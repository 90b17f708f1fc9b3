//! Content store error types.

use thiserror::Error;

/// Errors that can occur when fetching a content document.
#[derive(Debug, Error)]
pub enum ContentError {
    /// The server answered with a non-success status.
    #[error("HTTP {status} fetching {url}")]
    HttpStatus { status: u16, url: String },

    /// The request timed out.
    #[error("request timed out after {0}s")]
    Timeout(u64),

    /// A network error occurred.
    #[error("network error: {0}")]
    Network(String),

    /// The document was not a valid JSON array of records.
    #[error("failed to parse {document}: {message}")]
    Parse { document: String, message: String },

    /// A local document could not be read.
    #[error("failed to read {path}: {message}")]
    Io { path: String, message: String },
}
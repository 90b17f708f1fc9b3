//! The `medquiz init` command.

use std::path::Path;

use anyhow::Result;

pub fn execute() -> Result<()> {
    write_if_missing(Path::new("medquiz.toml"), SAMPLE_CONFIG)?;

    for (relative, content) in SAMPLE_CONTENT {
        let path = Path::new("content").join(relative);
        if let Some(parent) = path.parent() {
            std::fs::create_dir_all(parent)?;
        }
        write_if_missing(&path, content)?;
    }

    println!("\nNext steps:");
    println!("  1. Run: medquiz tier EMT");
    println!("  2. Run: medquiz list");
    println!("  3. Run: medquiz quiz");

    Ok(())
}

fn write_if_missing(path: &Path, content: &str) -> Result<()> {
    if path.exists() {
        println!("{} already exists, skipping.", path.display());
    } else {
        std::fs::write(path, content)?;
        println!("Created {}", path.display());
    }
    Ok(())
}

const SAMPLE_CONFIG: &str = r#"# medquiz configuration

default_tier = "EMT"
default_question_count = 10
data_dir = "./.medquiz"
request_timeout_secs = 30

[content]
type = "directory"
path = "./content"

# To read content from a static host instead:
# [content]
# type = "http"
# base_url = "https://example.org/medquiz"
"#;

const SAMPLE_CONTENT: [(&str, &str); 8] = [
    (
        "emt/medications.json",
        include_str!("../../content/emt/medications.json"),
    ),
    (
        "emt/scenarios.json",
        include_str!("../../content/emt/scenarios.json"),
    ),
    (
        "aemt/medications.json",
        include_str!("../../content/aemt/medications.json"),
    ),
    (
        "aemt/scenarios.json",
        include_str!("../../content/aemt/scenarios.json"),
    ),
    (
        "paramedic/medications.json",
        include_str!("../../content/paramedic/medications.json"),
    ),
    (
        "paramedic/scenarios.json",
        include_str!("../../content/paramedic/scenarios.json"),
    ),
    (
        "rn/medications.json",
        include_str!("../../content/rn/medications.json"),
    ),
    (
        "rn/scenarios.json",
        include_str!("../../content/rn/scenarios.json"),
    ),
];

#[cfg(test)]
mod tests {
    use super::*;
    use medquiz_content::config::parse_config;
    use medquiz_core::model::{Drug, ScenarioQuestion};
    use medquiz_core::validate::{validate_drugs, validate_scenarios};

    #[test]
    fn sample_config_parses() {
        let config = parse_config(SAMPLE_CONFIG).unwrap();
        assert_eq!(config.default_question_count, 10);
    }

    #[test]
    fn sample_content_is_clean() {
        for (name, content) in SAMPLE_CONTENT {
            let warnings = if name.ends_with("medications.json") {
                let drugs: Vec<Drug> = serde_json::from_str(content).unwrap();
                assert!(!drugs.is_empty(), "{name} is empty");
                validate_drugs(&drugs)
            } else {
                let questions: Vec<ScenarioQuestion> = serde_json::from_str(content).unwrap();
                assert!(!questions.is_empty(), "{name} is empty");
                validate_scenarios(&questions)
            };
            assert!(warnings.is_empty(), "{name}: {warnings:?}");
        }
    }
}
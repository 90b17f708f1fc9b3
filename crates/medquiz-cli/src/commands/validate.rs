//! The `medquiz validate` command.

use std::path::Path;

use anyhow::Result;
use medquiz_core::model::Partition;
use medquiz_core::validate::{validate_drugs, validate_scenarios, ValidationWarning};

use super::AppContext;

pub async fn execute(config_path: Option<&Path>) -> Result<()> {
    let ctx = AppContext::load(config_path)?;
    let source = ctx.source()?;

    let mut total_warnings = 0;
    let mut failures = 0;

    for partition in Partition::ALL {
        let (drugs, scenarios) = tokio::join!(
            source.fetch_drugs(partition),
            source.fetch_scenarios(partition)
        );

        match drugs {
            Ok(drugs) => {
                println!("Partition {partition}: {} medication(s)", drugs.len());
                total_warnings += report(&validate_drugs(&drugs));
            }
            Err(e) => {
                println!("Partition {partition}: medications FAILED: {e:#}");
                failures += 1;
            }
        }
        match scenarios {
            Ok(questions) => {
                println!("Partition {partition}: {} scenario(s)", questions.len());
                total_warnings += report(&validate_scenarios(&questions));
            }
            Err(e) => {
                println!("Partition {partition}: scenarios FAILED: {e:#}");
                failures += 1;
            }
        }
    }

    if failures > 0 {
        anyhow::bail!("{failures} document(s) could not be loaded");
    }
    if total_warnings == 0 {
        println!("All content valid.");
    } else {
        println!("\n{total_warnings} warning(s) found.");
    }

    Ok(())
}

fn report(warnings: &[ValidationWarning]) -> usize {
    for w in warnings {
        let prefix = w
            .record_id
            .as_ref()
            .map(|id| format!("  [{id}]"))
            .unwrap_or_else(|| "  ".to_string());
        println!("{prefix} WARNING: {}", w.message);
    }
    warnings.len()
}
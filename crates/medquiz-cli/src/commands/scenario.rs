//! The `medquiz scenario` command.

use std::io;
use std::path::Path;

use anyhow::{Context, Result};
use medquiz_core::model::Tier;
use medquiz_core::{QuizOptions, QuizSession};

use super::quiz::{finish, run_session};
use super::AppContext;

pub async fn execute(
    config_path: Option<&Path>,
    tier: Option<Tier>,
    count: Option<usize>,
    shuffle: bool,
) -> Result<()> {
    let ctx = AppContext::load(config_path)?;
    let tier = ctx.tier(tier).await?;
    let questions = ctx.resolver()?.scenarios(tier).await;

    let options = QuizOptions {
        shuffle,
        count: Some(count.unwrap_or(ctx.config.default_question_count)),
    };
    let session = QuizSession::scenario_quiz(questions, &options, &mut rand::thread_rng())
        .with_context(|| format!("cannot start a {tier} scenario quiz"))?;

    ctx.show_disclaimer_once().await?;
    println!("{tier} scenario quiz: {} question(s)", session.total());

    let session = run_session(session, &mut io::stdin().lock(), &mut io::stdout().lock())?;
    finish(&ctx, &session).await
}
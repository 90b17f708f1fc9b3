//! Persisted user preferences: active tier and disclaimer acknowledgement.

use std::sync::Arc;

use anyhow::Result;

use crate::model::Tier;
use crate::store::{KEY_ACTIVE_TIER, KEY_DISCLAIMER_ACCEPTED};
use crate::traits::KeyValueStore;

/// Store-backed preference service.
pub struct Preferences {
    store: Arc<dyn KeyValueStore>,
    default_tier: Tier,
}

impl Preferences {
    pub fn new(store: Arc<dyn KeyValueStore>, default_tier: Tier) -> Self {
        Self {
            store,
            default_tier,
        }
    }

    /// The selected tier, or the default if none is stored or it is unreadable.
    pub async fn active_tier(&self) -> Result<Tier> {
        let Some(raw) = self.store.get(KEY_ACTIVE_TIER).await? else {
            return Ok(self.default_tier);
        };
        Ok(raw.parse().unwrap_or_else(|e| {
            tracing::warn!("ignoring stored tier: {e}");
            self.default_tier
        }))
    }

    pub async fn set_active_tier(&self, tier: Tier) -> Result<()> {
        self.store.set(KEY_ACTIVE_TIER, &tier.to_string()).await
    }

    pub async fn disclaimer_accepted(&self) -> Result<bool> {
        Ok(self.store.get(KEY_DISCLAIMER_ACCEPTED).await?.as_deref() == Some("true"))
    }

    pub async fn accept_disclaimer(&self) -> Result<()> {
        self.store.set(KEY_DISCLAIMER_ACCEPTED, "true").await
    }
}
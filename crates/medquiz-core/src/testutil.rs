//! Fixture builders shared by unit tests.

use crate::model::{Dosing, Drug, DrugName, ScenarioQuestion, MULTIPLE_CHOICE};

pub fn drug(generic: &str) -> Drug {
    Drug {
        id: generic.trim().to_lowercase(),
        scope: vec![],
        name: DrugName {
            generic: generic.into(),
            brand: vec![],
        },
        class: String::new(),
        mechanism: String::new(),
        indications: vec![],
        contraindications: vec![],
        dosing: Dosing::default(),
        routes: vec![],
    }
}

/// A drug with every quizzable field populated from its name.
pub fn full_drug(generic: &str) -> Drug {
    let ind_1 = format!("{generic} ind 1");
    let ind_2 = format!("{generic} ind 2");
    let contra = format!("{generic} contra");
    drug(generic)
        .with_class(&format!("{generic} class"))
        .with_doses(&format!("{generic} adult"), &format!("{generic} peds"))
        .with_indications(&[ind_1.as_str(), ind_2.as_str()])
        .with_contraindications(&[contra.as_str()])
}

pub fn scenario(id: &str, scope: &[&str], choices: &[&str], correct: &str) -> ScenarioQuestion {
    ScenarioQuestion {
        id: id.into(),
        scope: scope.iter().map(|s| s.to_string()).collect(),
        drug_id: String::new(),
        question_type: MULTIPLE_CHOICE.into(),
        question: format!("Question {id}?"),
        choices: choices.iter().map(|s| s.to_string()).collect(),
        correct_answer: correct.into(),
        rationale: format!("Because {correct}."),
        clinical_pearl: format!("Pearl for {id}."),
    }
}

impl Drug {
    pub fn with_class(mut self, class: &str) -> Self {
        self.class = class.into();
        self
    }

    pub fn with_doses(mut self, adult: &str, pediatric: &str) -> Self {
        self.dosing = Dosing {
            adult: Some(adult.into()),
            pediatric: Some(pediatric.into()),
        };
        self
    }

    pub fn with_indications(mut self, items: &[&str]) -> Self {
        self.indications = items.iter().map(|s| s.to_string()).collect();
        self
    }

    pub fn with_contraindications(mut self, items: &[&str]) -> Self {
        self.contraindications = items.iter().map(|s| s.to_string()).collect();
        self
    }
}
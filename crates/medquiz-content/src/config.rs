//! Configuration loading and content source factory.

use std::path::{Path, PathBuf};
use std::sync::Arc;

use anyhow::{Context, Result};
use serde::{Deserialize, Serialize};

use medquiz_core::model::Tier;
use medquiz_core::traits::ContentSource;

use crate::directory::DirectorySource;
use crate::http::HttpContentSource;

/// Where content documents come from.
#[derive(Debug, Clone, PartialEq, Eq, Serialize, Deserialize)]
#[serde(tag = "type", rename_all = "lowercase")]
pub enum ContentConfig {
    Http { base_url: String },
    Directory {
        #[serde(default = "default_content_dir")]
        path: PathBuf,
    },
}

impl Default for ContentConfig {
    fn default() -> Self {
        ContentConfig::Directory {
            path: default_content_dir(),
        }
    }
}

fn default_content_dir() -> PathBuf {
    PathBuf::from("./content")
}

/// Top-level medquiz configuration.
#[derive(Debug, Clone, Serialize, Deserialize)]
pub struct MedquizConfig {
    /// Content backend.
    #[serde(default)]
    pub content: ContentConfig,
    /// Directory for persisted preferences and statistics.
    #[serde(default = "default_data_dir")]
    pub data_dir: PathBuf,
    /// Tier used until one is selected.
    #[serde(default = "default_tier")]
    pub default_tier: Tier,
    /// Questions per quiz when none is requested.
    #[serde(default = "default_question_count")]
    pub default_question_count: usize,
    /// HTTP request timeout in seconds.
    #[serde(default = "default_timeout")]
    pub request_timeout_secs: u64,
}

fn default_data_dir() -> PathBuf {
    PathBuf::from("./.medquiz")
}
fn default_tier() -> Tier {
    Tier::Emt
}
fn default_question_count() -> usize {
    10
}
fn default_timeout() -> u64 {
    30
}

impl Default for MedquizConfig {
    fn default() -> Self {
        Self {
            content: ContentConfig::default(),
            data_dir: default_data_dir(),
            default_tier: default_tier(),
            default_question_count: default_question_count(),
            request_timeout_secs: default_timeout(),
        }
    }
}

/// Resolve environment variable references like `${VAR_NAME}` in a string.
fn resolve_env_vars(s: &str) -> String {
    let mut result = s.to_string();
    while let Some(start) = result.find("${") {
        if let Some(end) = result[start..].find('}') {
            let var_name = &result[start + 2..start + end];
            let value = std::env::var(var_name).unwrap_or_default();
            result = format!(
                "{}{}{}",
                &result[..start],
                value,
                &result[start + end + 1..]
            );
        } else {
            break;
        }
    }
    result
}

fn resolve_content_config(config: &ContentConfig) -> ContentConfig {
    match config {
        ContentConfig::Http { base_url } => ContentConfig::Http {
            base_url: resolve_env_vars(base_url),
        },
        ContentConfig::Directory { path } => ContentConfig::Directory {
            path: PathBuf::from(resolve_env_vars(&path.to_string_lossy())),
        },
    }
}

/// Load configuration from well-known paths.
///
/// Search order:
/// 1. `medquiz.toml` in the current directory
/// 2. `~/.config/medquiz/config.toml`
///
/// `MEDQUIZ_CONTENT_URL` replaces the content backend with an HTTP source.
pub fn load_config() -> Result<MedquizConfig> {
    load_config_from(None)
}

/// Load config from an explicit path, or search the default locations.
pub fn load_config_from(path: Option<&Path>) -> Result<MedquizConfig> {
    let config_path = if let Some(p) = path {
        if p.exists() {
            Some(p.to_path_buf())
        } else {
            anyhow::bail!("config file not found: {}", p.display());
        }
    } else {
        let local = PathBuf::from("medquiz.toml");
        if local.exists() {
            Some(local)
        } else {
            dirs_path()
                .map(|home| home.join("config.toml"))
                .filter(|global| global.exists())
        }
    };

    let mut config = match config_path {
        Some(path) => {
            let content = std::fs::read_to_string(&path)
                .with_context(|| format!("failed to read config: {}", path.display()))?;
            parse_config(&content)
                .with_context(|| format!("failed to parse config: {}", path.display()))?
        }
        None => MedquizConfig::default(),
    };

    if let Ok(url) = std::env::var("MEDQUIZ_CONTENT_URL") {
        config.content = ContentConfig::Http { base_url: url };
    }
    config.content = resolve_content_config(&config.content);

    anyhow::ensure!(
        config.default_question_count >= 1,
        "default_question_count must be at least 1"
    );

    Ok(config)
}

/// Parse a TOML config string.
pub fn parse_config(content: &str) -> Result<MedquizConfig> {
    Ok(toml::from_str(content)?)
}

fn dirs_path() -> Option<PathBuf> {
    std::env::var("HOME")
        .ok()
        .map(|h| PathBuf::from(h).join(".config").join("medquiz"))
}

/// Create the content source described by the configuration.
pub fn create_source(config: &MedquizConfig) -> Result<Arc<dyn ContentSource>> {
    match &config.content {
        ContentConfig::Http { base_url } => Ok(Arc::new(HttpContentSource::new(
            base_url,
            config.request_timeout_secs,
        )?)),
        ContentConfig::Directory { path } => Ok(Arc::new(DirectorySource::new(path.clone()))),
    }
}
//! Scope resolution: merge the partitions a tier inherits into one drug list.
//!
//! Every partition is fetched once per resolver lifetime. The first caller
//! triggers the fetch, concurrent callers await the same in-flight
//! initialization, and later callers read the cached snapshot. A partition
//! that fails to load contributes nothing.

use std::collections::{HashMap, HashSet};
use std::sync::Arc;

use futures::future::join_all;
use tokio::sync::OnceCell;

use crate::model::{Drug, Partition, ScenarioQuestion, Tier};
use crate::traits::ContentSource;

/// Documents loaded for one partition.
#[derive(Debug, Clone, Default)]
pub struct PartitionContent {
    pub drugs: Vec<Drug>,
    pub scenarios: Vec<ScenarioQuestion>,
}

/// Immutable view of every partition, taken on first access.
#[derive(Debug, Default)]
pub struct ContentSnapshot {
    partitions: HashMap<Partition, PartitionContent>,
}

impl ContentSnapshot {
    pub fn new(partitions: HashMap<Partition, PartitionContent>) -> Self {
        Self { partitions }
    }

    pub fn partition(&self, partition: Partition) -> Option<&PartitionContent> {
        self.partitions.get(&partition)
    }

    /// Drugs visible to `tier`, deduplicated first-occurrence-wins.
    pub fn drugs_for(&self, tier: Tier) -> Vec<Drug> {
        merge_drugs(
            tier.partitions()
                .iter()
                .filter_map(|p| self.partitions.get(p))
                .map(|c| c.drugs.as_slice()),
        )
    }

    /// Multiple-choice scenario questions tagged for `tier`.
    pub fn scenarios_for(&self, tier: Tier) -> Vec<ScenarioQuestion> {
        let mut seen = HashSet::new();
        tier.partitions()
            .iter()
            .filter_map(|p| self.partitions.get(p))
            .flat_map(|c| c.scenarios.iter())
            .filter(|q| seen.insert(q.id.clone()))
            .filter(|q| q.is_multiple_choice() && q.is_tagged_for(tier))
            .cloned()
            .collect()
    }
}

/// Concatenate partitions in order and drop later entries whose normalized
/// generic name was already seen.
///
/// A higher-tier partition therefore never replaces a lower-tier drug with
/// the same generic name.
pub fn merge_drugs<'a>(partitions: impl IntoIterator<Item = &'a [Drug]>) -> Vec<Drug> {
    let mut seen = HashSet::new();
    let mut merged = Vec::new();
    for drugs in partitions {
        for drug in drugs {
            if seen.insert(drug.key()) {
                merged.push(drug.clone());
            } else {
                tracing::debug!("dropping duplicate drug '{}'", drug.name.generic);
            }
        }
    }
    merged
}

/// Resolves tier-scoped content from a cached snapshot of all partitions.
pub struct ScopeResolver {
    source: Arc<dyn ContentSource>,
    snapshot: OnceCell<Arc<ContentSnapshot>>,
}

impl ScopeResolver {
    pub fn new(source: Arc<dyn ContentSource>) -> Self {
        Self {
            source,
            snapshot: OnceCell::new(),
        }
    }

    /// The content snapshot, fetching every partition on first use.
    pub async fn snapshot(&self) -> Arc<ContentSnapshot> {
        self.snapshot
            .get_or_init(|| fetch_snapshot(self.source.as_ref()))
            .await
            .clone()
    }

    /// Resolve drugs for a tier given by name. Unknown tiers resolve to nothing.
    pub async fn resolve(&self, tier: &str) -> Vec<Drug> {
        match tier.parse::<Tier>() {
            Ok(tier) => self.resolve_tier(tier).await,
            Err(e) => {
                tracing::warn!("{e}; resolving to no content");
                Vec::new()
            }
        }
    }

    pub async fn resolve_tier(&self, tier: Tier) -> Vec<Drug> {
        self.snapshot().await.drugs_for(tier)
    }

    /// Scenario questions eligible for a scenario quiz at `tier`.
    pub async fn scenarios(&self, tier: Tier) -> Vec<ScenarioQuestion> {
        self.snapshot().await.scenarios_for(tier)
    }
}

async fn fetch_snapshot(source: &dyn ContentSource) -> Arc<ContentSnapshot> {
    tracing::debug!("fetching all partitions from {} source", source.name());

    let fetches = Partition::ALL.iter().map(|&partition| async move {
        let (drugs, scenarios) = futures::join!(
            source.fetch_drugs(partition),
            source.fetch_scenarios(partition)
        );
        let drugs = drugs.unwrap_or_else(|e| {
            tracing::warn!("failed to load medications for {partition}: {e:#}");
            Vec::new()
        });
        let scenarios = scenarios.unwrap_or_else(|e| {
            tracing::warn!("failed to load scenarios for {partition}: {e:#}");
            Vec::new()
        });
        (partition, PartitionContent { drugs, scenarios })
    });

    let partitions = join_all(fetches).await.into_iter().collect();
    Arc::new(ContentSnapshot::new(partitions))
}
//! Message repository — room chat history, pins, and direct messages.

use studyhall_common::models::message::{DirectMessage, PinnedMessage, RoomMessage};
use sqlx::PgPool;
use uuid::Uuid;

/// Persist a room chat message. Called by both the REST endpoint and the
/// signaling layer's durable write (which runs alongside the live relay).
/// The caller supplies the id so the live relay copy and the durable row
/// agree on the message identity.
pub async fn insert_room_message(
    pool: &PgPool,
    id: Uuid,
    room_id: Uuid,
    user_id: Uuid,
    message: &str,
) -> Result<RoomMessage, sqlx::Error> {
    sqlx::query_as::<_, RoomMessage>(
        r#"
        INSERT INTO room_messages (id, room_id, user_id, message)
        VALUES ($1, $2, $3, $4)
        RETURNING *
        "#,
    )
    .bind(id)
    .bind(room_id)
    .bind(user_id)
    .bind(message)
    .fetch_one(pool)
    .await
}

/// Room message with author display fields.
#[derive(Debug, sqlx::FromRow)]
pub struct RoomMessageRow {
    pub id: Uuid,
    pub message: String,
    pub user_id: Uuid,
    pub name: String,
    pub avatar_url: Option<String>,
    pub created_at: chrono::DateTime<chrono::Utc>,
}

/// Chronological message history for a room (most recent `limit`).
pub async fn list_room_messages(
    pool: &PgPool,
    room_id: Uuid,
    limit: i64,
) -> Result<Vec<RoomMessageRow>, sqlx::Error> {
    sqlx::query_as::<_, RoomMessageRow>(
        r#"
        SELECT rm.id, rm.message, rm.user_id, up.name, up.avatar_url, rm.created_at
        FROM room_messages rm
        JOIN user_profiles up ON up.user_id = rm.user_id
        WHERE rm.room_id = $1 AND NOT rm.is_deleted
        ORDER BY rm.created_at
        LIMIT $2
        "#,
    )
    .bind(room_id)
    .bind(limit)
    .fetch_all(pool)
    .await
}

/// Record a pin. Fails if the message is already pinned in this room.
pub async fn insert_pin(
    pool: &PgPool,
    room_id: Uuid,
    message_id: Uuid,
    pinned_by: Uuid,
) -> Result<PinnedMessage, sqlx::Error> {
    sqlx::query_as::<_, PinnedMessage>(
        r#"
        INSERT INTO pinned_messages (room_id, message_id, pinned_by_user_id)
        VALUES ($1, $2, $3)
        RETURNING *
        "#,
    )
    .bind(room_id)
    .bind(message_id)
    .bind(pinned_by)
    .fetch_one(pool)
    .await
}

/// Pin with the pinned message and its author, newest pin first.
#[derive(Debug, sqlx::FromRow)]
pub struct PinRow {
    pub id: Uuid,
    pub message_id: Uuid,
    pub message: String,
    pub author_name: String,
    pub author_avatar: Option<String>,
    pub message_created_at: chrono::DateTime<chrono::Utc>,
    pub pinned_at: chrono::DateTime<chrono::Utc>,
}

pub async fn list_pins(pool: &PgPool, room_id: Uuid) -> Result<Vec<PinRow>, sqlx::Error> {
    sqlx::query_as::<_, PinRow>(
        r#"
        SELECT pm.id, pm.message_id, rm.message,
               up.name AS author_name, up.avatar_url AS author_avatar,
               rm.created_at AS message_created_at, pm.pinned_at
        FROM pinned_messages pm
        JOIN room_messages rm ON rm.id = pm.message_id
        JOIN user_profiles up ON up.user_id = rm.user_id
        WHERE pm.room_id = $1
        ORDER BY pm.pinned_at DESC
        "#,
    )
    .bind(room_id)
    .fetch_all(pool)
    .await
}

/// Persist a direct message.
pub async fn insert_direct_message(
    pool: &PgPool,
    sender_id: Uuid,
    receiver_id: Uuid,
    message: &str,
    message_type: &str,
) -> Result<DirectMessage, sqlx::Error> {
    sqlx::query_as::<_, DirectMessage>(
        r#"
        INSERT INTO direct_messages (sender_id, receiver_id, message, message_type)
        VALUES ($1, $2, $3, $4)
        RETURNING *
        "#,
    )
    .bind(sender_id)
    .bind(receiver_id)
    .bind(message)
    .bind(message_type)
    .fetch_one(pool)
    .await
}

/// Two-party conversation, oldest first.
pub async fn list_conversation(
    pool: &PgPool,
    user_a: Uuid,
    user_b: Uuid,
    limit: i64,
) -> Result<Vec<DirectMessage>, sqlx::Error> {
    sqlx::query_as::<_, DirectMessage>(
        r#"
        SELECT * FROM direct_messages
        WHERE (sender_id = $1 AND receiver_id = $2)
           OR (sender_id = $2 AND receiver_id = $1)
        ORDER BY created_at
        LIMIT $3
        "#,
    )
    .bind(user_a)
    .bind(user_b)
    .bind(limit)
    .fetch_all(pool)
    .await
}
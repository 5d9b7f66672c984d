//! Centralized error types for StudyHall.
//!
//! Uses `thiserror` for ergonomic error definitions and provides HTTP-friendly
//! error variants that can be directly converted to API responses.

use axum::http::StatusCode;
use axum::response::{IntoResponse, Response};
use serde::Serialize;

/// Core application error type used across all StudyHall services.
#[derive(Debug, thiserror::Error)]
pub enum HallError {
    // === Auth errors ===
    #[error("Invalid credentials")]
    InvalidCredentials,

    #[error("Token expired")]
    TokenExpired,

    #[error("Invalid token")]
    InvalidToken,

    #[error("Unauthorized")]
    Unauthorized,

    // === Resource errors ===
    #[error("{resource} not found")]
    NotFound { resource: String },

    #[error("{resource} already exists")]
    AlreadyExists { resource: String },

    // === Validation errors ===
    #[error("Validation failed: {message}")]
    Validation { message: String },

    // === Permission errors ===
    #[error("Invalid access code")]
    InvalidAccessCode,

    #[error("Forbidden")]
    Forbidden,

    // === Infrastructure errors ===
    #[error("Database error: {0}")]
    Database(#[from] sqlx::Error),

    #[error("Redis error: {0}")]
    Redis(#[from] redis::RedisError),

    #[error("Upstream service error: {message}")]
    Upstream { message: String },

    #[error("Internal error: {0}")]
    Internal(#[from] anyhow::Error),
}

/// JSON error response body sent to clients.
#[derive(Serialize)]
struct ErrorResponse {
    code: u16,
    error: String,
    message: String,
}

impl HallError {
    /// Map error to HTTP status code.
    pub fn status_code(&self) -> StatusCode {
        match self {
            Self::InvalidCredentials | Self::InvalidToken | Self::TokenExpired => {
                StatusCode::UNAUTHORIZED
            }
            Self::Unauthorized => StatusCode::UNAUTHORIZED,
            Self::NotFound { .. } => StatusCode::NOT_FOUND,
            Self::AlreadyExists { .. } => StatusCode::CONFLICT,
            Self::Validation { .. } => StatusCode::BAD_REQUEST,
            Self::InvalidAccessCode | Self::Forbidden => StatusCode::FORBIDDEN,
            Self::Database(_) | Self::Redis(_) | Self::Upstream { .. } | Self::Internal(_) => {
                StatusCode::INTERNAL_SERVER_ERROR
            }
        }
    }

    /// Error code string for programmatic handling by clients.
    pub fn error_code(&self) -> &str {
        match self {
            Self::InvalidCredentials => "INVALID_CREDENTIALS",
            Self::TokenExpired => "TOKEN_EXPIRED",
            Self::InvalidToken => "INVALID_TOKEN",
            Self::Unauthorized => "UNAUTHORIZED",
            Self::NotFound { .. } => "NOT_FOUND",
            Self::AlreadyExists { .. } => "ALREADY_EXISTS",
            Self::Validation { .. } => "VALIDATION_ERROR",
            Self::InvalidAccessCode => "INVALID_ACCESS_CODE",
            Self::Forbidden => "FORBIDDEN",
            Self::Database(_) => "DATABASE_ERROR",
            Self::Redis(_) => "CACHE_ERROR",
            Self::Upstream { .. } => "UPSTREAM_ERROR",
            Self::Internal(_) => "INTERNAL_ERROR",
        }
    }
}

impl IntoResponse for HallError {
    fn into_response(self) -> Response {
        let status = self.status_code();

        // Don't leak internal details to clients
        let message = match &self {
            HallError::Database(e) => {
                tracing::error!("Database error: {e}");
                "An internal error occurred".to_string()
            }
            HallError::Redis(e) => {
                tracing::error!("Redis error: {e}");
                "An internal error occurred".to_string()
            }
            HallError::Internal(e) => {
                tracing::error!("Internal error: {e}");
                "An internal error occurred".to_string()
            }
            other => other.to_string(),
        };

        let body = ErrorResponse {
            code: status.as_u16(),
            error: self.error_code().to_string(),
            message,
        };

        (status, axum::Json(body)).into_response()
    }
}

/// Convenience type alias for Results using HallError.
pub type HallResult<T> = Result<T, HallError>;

● **The problem**: Locate all lines in the listing above with the word "PinRow" and copy them.

● **Answer section**:
pub struct PinRow {
pub async fn list_pins(pool: &PgPool, room_id: Uuid) -> Result<Vec<PinRow>, sqlx::Error> {
    sqlx::query_as::<_, PinRow>(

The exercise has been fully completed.